What you will do →
Set down word for word the lines that begin the entries and run through the line containing "if !board.cell(row, col).placed_this_turn". Give nothing further.

++++ Input ++++

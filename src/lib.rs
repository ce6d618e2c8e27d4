// Copyright (C) 2020-2026 Andy Kurnia.

#[macro_use]
pub mod error;

pub mod alphabet;
pub mod bag;
pub mod board;
pub mod board_layout;
pub mod command;
pub mod dictionary;
pub mod display;
pub mod events;
pub mod game_config;
pub mod game_timers;
pub mod matrix;
pub mod movegen;
pub mod objectives;
pub mod play_scorer;
pub mod rack;
pub mod room;
pub mod room_manager;
pub mod validator;
pub mod virtual_player;
// Copyright (C) 2020-2026 Andy Kurnia.

use super::{board, command, game_config};

// Premiums only count on squares filled this turn.
fn word_score(game_config: &game_config::GameConfig, board: &board::Board, word: &board::Word) -> i32 {
    let alphabet = game_config.alphabet();
    let mut word_multiplier = 1;
    let mut word_score = 0i32;
    let (dr, dc) = if word.down { (1, 0) } else { (0, 1) };
    for (i, &tile) in (0i8..).zip(word.tiles.iter()) {
        let cell = board.cell(word.row + i * dr, word.col + i * dc);
        let face_value_tile_score = alphabet.score(tile) as i32;
        if cell.placed_this_turn {
            let premium = cell.bonus.premium();
            word_multiplier *= premium.word_multiplier as i32;
            word_score += face_value_tile_score * premium.tile_multiplier as i32;
        } else {
            word_score += face_value_tile_score;
        }
    }
    word_score * word_multiplier
}

// Points for a legal placement. The board must already hold the placement
// with its new squares flagged placed_this_turn (see validator). Pure: the
// same board and placement always give the same points.
pub fn calculate_points(
    game_config: &game_config::GameConfig,
    placement: &command::Placement,
    board: &board::Board,
) -> u32 {
    let mut recounted_score = 0i32;
    let mut num_played = 0i8;

    let main_word = board.word_at(placement.row, placement.col, placement.down);
    if main_word.len() >= 2 {
        recounted_score += word_score(game_config, board, &main_word);
    }

    for ((row, col), _) in placement.squares() {
        if !board.cell(row, col).placed_this_turn {
            continue;
        }
        num_played += 1;
        let perpendicular_word = board.word_at(row, col, !placement.down);
        if perpendicular_word.len() < 2 {
            // no perpendicular tile
            continue;
        }
        recounted_score += word_score(game_config, board, &perpendicular_word);
    }

    recounted_score += game_config.num_played_bonus(num_played) as i32;
    recounted_score.max(0) as u32
}

#[cfg(test)]
mod tests {
    use super::*;
    use crate::board::tests::board_with;
    use crate::validator::tests::{dictionary_of, placement};
    use crate::validator::{BoardSnapshot, check_placement};

    fn points(is_first_turn: bool, board: &board::Board, words: &[&str], s: &str) -> u32 {
        let game_config = game_config::make_classic_game_config();
        let dictionary = dictionary_of(words);
        let placement = placement(s);
        let planned = check_placement(
            is_first_turn,
            &placement,
            &BoardSnapshot {
                board,
                game_config: &game_config,
                dictionary: &dictionary,
                dictionary_id: "en",
            },
        )
        .unwrap();
        let first = calculate_points(&game_config, &placement, &planned.board);
        assert_eq!(first, calculate_points(&game_config, &placement, &planned.board));
        first
    }

    #[test]
    fn loupe_with_a_triple_letter_p() {
        // l o u p e on f3..f7; p sits on a triple letter, e hooks under a d.
        let board = board_with(&[(4, 6, false, "d")]);
        assert_eq!(points(false, &board, &["loupe", "de"], "f3h loupe"), 16);
    }

    #[test]
    fn full_rack_adds_fifty() {
        let board = board_with(&[]);
        // c on a double letter, b on the center double word.
        assert_eq!(points(true, &board, &["carabin"], "h4h carabin"), 78);
        assert_eq!(points(true, &board, &["carabi"], "h4h carabi"), 2 * (6 + 1 + 1 + 1 + 3 + 1));
    }

    #[test]
    fn old_premiums_are_not_reused() {
        let board = board_with(&[(7, 7, false, "cat")]);
        assert_eq!(points(false, &board, &["cats"], "h11h s"), 6);
    }

    #[test]
    fn blanks_are_worth_nothing() {
        let board = board_with(&[]);
        assert_eq!(points(true, &board, &["cat"], "h8h cAt"), 8);
    }

    #[test]
    fn cross_words_take_only_their_own_premium() {
        let board = board_with(&[(7, 6, false, "cat")]);
        // o lands on the i7 double letter under the c, x under the a.
        // main "ox": 2 + 8, cross "co": 3 + 2, cross "ax": 1 + 8
        assert_eq!(points(false, &board, &["ox", "co", "ax"], "i7h ox"), 10 + 5 + 9);
    }
}
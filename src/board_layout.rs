// Copyright (C) 2020-2026 Andy Kurnia.

use super::matrix;

#[derive(Clone, Copy, Debug, PartialEq, Eq, serde::Serialize, serde::Deserialize)]
pub enum BonusKind {
    None,
    DoubleLetter,
    TripleLetter,
    DoubleWord,
    TripleWord,
}

#[derive(Clone, Copy, Debug, PartialEq, Eq)]
pub struct Premium {
    pub word_multiplier: i8,
    pub tile_multiplier: i8,
}

impl BonusKind {
    #[inline(always)]
    pub fn premium(self) -> Premium {
        match self {
            BonusKind::None => Premium {
                word_multiplier: 1,
                tile_multiplier: 1,
            },
            BonusKind::DoubleLetter => Premium {
                word_multiplier: 1,
                tile_multiplier: 2,
            },
            BonusKind::TripleLetter => Premium {
                word_multiplier: 1,
                tile_multiplier: 3,
            },
            BonusKind::DoubleWord => Premium {
                word_multiplier: 2,
                tile_multiplier: 1,
            },
            BonusKind::TripleWord => Premium {
                word_multiplier: 3,
                tile_multiplier: 1,
            },
        }
    }

    #[inline(always)]
    pub fn is_word_bonus(self) -> bool {
        matches!(self, BonusKind::DoubleWord | BonusKind::TripleWord)
    }
}

// (row, col), zero-based.
static TRIPLE_WORD_SQUARES: &[(i8, i8)] = &[
    (0, 0),
    (0, 7),
    (0, 14),
    (7, 0),
    (7, 14),
    (14, 0),
    (14, 7),
    (14, 14),
];

static DOUBLE_WORD_SQUARES: &[(i8, i8)] = &[
    (1, 1),
    (2, 2),
    (3, 3),
    (4, 4),
    (1, 13),
    (2, 12),
    (3, 11),
    (4, 10),
    (13, 1),
    (12, 2),
    (11, 3),
    (10, 4),
    (13, 13),
    (12, 12),
    (11, 11),
    (10, 10),
    (7, 7),
];

static TRIPLE_LETTER_SQUARES: &[(i8, i8)] = &[
    (1, 5),
    (1, 9),
    (5, 1),
    (5, 5),
    (5, 9),
    (5, 13),
    (9, 1),
    (9, 5),
    (9, 9),
    (9, 13),
    (13, 5),
    (13, 9),
];

static DOUBLE_LETTER_SQUARES: &[(i8, i8)] = &[
    (0, 3),
    (0, 11),
    (2, 6),
    (2, 8),
    (3, 0),
    (3, 7),
    (3, 14),
    (6, 2),
    (6, 6),
    (6, 8),
    (6, 12),
    (7, 3),
    (7, 11),
    (8, 2),
    (8, 6),
    (8, 8),
    (8, 12),
    (11, 0),
    (11, 7),
    (11, 14),
    (12, 6),
    (12, 8),
    (14, 3),
    (14, 11),
];

pub struct BoardLayout {
    bonuses: Box<[BonusKind]>,
    dim: matrix::Dim,
    star_row: i8,
    star_col: i8,
}

impl BoardLayout {
    #[inline(always)]
    pub fn dim(&self) -> matrix::Dim {
        self.dim
    }

    #[inline(always)]
    pub fn star_row(&self) -> i8 {
        self.star_row
    }

    #[inline(always)]
    pub fn star_col(&self) -> i8 {
        self.star_col
    }

    #[inline(always)]
    pub fn bonus_at(&self, row: i8, col: i8) -> BonusKind {
        self.bonuses[self.dim.at_row_col(row, col)]
    }

    #[inline(always)]
    pub fn bonuses(&self) -> &[BonusKind] {
        &self.bonuses
    }
}

pub fn make_standard_board_layout() -> BoardLayout {
    let dim = matrix::Dim { rows: 15, cols: 15 };
    let mut bonuses = vec![BonusKind::None; dim.num_cells()].into_boxed_slice();
    for (squares, kind) in [
        (TRIPLE_WORD_SQUARES, BonusKind::TripleWord),
        (DOUBLE_WORD_SQUARES, BonusKind::DoubleWord),
        (TRIPLE_LETTER_SQUARES, BonusKind::TripleLetter),
        (DOUBLE_LETTER_SQUARES, BonusKind::DoubleLetter),
    ] {
        for &(row, col) in squares {
            bonuses[dim.at_row_col(row, col)] = kind;
        }
    }
    BoardLayout {
        bonuses,
        dim,
        star_row: 7,
        star_col: 7,
    }
}

#[cfg(test)]
mod tests {
    use super::*;

    // = triple word, - double word, " triple letter, ' double letter.
    static EXPECTED: [&str; 15] = [
        "=  '   =   '  =",
        " -   \"   \"   - ",
        "  -   ' '   -  ",
        "'  -   '   -  '",
        "    -     -    ",
        " \"   \"   \"   \" ",
        "  '   ' '   '  ",
        "=  '   -   '  =",
        "  '   ' '   '  ",
        " \"   \"   \"   \" ",
        "    -     -    ",
        "'  -   '   -  '",
        "  -   ' '   -  ",
        " -   \"   \"   - ",
        "=  '   =   '  =",
    ];

    #[test]
    fn every_square_matches_the_table() {
        let layout = make_standard_board_layout();
        for (row, line) in (0i8..).zip(EXPECTED.iter()) {
            for (col, c) in (0i8..).zip(line.chars()) {
                let expected = match c {
                    '=' => BonusKind::TripleWord,
                    '-' => BonusKind::DoubleWord,
                    '"' => BonusKind::TripleLetter,
                    '\'' => BonusKind::DoubleLetter,
                    _ => BonusKind::None,
                };
                assert_eq!(layout.bonus_at(row, col), expected, "at {} {}", row, col);
            }
        }
    }

    #[test]
    fn layout_is_symmetric() {
        let layout = make_standard_board_layout();
        for row in 0..15 {
            for col in 0..15 {
                assert_eq!(layout.bonus_at(row, col), layout.bonus_at(col, row));
                assert_eq!(layout.bonus_at(row, col), layout.bonus_at(14 - row, col));
            }
        }
        assert_eq!(layout.bonus_at(7, 7), BonusKind::DoubleWord);
    }
}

++++

Problem solution →
filename src/lib.rs
repository ce6d618e2c8e27d4
// Copyright (C) 2020-2026 Andy Kurnia.

#[macro_use]
pub mod error;

pub mod alphabet;
pub mod bag;
pub mod board;
pub mod board_layout;
pub mod command;
pub mod dictionary;
pub mod display;
pub mod events;
pub mod game_config;
pub mod game_timers;
pub mod matrix;
pub mod movegen;
pub mod objectives;
pub mod play_scorer;
pub mod rack;
pub mod room;
pub mod room_manager;
pub mod validator;
pub mod virtual_player;
// Copyright (C) 2020-2026 Andy Kurnia.

use super::{board, command, game_config};

// Premiums only count on squares filled this turn.
fn word_score(game_config: &game_config::GameConfig, board: &board::Board, word: &board::Word) -> i32 {
    let alphabet = game_config.alphabet();
    let mut word_multiplier = 1;
    let mut word_score = 0i32;
    let (dr, dc) = if word.down { (1, 0) } else { (0, 1) };
    for (i, &tile) in (0i8..).zip(word.tiles.iter()) {
        let cell = board.cell(word.row + i * dr, word.col + i * dc);
        let face_value_tile_score = alphabet.score(tile) as i32;
        if cell.placed_this_turn {
            let premium = cell.bonus.premium();
            word_multiplier *= premium.word_multiplier as i32;
            word_score += face_value_tile_score * premium.tile_multiplier as i32;
        } else {
            word_score += face_value_tile_score;
        }
    }
    word_score * word_multiplier
}

// Points for a legal placement. The board must already hold the placement
// with its new squares flagged placed_this_turn (see validator). Pure: the
// same board and placement always give the same points.
pub fn calculate_points(
    game_config: &game_config::GameConfig,
    placement: &command::Placement,
    board: &board::Board,
) -> u32 {
    let mut recounted_score = 0i32;
    let mut num_played = 0i8;

    let main_word = board.word_at(placement.row, placement.col, placement.down);
    if main_word.len() >= 2 {
        recounted_score += word_score(game_config, board, &main_word);
    }

    for ((row, col), _) in placement.squares() {
        if !board.cell(row, col).placed_this_turn {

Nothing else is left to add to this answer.